Джулия Робертс: Уф... вопрос... Ну вот что... Несколько лет назад я снялась в документальном фильме о диких лошадях в Монголии. Там, в Монголии, я узнала очень важные для себя вещи. Знаете, почему древние монголы оставили очень немного свидетельств о своей культуре? Потому что были убеждены: самое лучшее, чего человек может добиться, — это чтобы его жизнь прошла незамеченной для мира. Своеобразная концепция существования, не правда ли? Люди приходили в мир и уходили из него, стараясь никак его не деформировать. И уже смерть — не смерть, а растворение в мире, и ты — неотъемлемая часть его... Мне все это очень, очень близко. По той же причине я и стала «зеленой»: стараюсь производить меньше мусора. Использую только самые органические, поддающиеся полной переработке подгузники для детей, никогда не покупаю в супермаркете запакованное в целлофан, и даже дом в Малибу мы построили из продуктов переработки стройматериалов. Мне, как древним монголам, хочется не умереть, а просто вернуться в природу. Как они говорили — «обнять кустарник»...

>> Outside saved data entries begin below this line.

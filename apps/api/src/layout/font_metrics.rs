//! Static glyph-width tables for the template font families.
//!
//! Widths are in em units (multiply by the font size in px for CSS pixels).
//! Tables cover ASCII 0x20..=0x7E; index = (char as usize) - 32. Anything
//! outside that range is measured at `average_char_width`.
//!
//! Measurement stands in for the browser's layout engine: the preview and the
//! export both wrap text with `wrap_text`, so page counts agree between them.

use serde::{Deserialize, Serialize};

/// Bold runs are measured wider than regular ones by this factor.
const BOLD_WIDTH_FACTOR: f32 = 1.06;

#[derive(Debug, Clone, Copy, PartialEq, Eq, Hash, Serialize, Deserialize)]
pub enum FontFamily {
    Inter,
    EbGaramond,
    Lato,
}

#[derive(Debug, Clone, Copy, PartialEq, Eq, Serialize, Deserialize)]
#[serde(rename_all = "lowercase")]
pub enum FontWeight {
    Regular,
    Bold,
}

pub struct FontMetricTable {
    widths: [f32; 95],
    pub average_char_width: f32,
    pub space_width: f32,
}

impl FontMetricTable {
    /// Width of `s` in em units.
    pub fn measure_str(&self, s: &str) -> f32 {
        s.chars()
            .map(|c| {
                let code = c as usize;
                if (32..=126).contains(&code) {
                    self.widths[code - 32]
                } else {
                    self.average_char_width
                }
            })
            .sum()
    }

    /// Width of `s` in CSS pixels at `font_px`.
    pub fn width_px(&self, s: &str, font_px: f32, weight: FontWeight) -> f32 {
        self.measure_str(s) * font_px * weight_factor(weight)
    }

    /// Greedy word-wrap into lines no wider than `max_width_px`.
    ///
    /// A single word wider than the line stays on its own line and overflows.
    /// Whitespace-only input yields no lines.
    pub fn wrap_text(
        &self,
        text: &str,
        font_px: f32,
        weight: FontWeight,
        max_width_px: f32,
    ) -> Vec<String> {
        let space_w = self.space_width * font_px * weight_factor(weight);
        let mut lines: Vec<String> = Vec::new();
        let mut current = String::new();
        let mut current_width = 0.0_f32;

        for word in text.split_whitespace() {
            let word_w = self.width_px(word, font_px, weight);

            if current.is_empty() {
                current.push_str(word);
                current_width = word_w;
            } else if current_width + space_w + word_w > max_width_px {
                lines.push(std::mem::take(&mut current));
                current.push_str(word);
                current_width = word_w;
            } else {
                current.push(' ');
                current.push_str(word);
                current_width += space_w + word_w;
            }
        }

        if !current.is_empty() {
            lines.push(current);
        }
        lines
    }
}

fn weight_factor(weight: FontWeight) -> f32 {
    match weight {
        FontWeight::Regular => 1.0,
        FontWeight::Bold => BOLD_WIDTH_FACTOR,
    }
}

// Modern template.
static INTER_TABLE: FontMetricTable = FontMetricTable {
    #[rustfmt::skip]
    widths: [
        // sp    !     "     #     $     %     &     '     (     )     *     +     ,     -     .     /
        0.25, 0.30, 0.38, 0.56, 0.56, 0.89, 0.67, 0.22, 0.33, 0.33, 0.39, 0.59, 0.28, 0.33, 0.28, 0.31,
        // 0     1     2     3     4     5     6     7     8     9
        0.56, 0.56, 0.56, 0.56, 0.56, 0.56, 0.56, 0.56, 0.56, 0.56,
        // :     ;     <     =     >     ?     @
        0.28, 0.28, 0.59, 0.59, 0.59, 0.50, 1.02,
        // A     B     C     D     E     F     G     H     I     J     K     L     M
        0.67, 0.61, 0.61, 0.67, 0.56, 0.50, 0.67, 0.67, 0.25, 0.39, 0.61, 0.53, 0.78,
        // N     O     P     Q     R     S     T     U     V     W     X     Y     Z
        0.67, 0.72, 0.56, 0.72, 0.61, 0.50, 0.56, 0.67, 0.67, 0.89, 0.61, 0.61, 0.56,
        // [     \     ]     ^     _     `
        0.28, 0.31, 0.28, 0.47, 0.56, 0.34,
        // a     b     c     d     e     f     g     h     i     j     k     l     m
        0.56, 0.56, 0.50, 0.56, 0.56, 0.31, 0.56, 0.56, 0.22, 0.22, 0.53, 0.22, 0.83,
        // n     o     p     q     r     s     t     u     v     w     x     y     z
        0.56, 0.56, 0.56, 0.56, 0.33, 0.44, 0.39, 0.56, 0.50, 0.72, 0.50, 0.50, 0.44,
        // {     |     }     ~
        0.33, 0.26, 0.33, 0.59,
    ],
    average_char_width: 0.52,
    space_width: 0.25,
};

// Classic template.
static EB_GARAMOND_TABLE: FontMetricTable = FontMetricTable {
    #[rustfmt::skip]
    widths: [
        // sp    !     "     #     $     %     &     '     (     )     *     +     ,     -     .     /
        0.21, 0.26, 0.32, 0.48, 0.48, 0.76, 0.57, 0.19, 0.28, 0.28, 0.33, 0.50, 0.24, 0.28, 0.24, 0.26,
        // 0     1     2     3     4     5     6     7     8     9
        0.48, 0.48, 0.48, 0.48, 0.48, 0.48, 0.48, 0.48, 0.48, 0.48,
        // :     ;     <     =     >     ?     @
        0.24, 0.24, 0.50, 0.50, 0.50, 0.43, 0.87,
        // A     B     C     D     E     F     G     H     I     J     K     L     M
        0.57, 0.52, 0.52, 0.57, 0.48, 0.43, 0.57, 0.57, 0.21, 0.33, 0.52, 0.45, 0.66,
        // N     O     P     Q     R     S     T     U     V     W     X     Y     Z
        0.57, 0.61, 0.48, 0.61, 0.52, 0.43, 0.48, 0.57, 0.57, 0.76, 0.52, 0.52, 0.48,
        // [     \     ]     ^     _     `
        0.24, 0.26, 0.24, 0.40, 0.48, 0.29,
        // a     b     c     d     e     f     g     h     i     j     k     l     m
        0.48, 0.48, 0.43, 0.48, 0.48, 0.26, 0.48, 0.48, 0.19, 0.19, 0.45, 0.19, 0.71,
        // n     o     p     q     r     s     t     u     v     w     x     y     z
        0.48, 0.48, 0.48, 0.48, 0.28, 0.37, 0.33, 0.48, 0.43, 0.61, 0.43, 0.43, 0.37,
        // {     |     }     ~
        0.28, 0.22, 0.28, 0.50,
    ],
    average_char_width: 0.44,
    space_width: 0.21,
};

// Professional template.
static LATO_TABLE: FontMetricTable = FontMetricTable {
    #[rustfmt::skip]
    widths: [
        // sp    !     "     #     $     %     &     '     (     )     *     +     ,     -     .     /
        0.26, 0.32, 0.40, 0.59, 0.59, 0.94, 0.70, 0.23, 0.35, 0.35, 0.41, 0.62, 0.29, 0.35, 0.29, 0.33,
        // 0     1     2     3     4     5     6     7     8     9
        0.59, 0.59, 0.59, 0.59, 0.59, 0.59, 0.59, 0.59, 0.59, 0.59,
        // :     ;     <     =     >     ?     @
        0.29, 0.29, 0.62, 0.62, 0.62, 0.53, 1.07,
        // A     B     C     D     E     F     G     H     I     J     K     L     M
        0.70, 0.64, 0.64, 0.70, 0.59, 0.53, 0.70, 0.70, 0.26, 0.41, 0.64, 0.56, 0.82,
        // N     O     P     Q     R     S     T     U     V     W     X     Y     Z
        0.70, 0.76, 0.59, 0.76, 0.64, 0.53, 0.59, 0.70, 0.70, 0.94, 0.64, 0.64, 0.59,
        // [     \     ]     ^     _     `
        0.29, 0.33, 0.29, 0.49, 0.59, 0.36,
        // a     b     c     d     e     f     g     h     i     j     k     l     m
        0.59, 0.59, 0.53, 0.59, 0.59, 0.33, 0.59, 0.59, 0.23, 0.23, 0.56, 0.23, 0.87,
        // n     o     p     q     r     s     t     u     v     w     x     y     z
        0.59, 0.59, 0.59, 0.59, 0.35, 0.46, 0.41, 0.59, 0.53, 0.76, 0.53, 0.53, 0.46,
        // {     |     }     ~
        0.35, 0.27, 0.35, 0.62,
    ],
    average_char_width: 0.55,
    space_width: 0.26,
};

pub fn get_metrics(font: FontFamily) -> &'static FontMetricTable {
    match font {
        FontFamily::Inter => &INTER_TABLE,
        FontFamily::EbGaramond => &EB_GARAMOND_TABLE,
        FontFamily::Lato => &LATO_TABLE,
    }
}

#[cfg(test)]
mod tests {
    use super::*;

    #[test]
    fn test_measure_str_empty_is_zero() {
        assert_eq!(get_metrics(FontFamily::Inter).measure_str(""), 0.0);
    }

    #[test]
    fn test_width_px_scales_with_font_size() {
        let metrics = get_metrics(FontFamily::Inter);
        // "Rust" = R(0.61) + u(0.56) + s(0.44) + t(0.39) = 2.00em
        let w12 = metrics.width_px("Rust", 12.0, FontWeight::Regular);
        let w24 = metrics.width_px("Rust", 24.0, FontWeight::Regular);
        assert!((w12 - 24.0).abs() < 1e-3, "got {w12}");
        assert!((w24 - 2.0 * w12).abs() < 1e-3);
    }

    #[test]
    fn test_bold_is_wider() {
        let metrics = get_metrics(FontFamily::Lato);
        assert!(
            metrics.width_px("Engineer", 13.0, FontWeight::Bold)
                > metrics.width_px("Engineer", 13.0, FontWeight::Regular)
        );
    }

    #[test]
    fn test_non_ascii_uses_average_width() {
        let metrics = get_metrics(FontFamily::EbGaramond);
        assert!((metrics.measure_str("é") - metrics.average_char_width).abs() < 1e-6);
    }

    #[test]
    fn test_wrap_short_text_is_one_line() {
        let lines = get_metrics(FontFamily::Inter).wrap_text(
            "Senior Engineer",
            12.0,
            FontWeight::Regular,
            694.0,
        );
        assert_eq!(lines, vec!["Senior Engineer"]);
    }

    #[test]
    fn test_wrap_long_text_respects_width() {
        let metrics = get_metrics(FontFamily::Inter);
        let text = "Architected a distributed caching layer using consistent hashing ".repeat(6);
        let lines = metrics.wrap_text(&text, 12.0, FontWeight::Regular, 300.0);
        assert!(lines.len() > 1);
        for line in &lines {
            assert!(metrics.width_px(line, 12.0, FontWeight::Regular) <= 300.0, "{line}");
        }
        assert_eq!(lines.join(" "), text.trim_end());
    }

    #[test]
    fn test_wrap_overlong_word_kept_whole() {
        let word = "x".repeat(200);
        let lines =
            get_metrics(FontFamily::Inter).wrap_text(&word, 12.0, FontWeight::Regular, 50.0);
        assert_eq!(lines, vec![word]);
    }

    #[test]
    fn test_wrap_blank_yields_nothing() {
        let lines = get_metrics(FontFamily::Inter).wrap_text("  \n ", 12.0, FontWeight::Regular, 100.0);
        assert!(lines.is_empty());
    }
}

- Стало ли 40-летие какой-то вехой для вас?

Джулия Робертс: Сама идея становиться старше и, если хотите, старее в кругу близких людей значит для меня еще много приключений впереди, веселых, радостных и прекрасных. Старение для меня — новые приключения. Но, если честно, я считаю себя еще молодой. Я ведь только-только повзрослела. С рождением детей. Только с их появлением я окончательно и бесповоротно стала взрослой.

- И вас никогда не посещает желание оказаться моложе?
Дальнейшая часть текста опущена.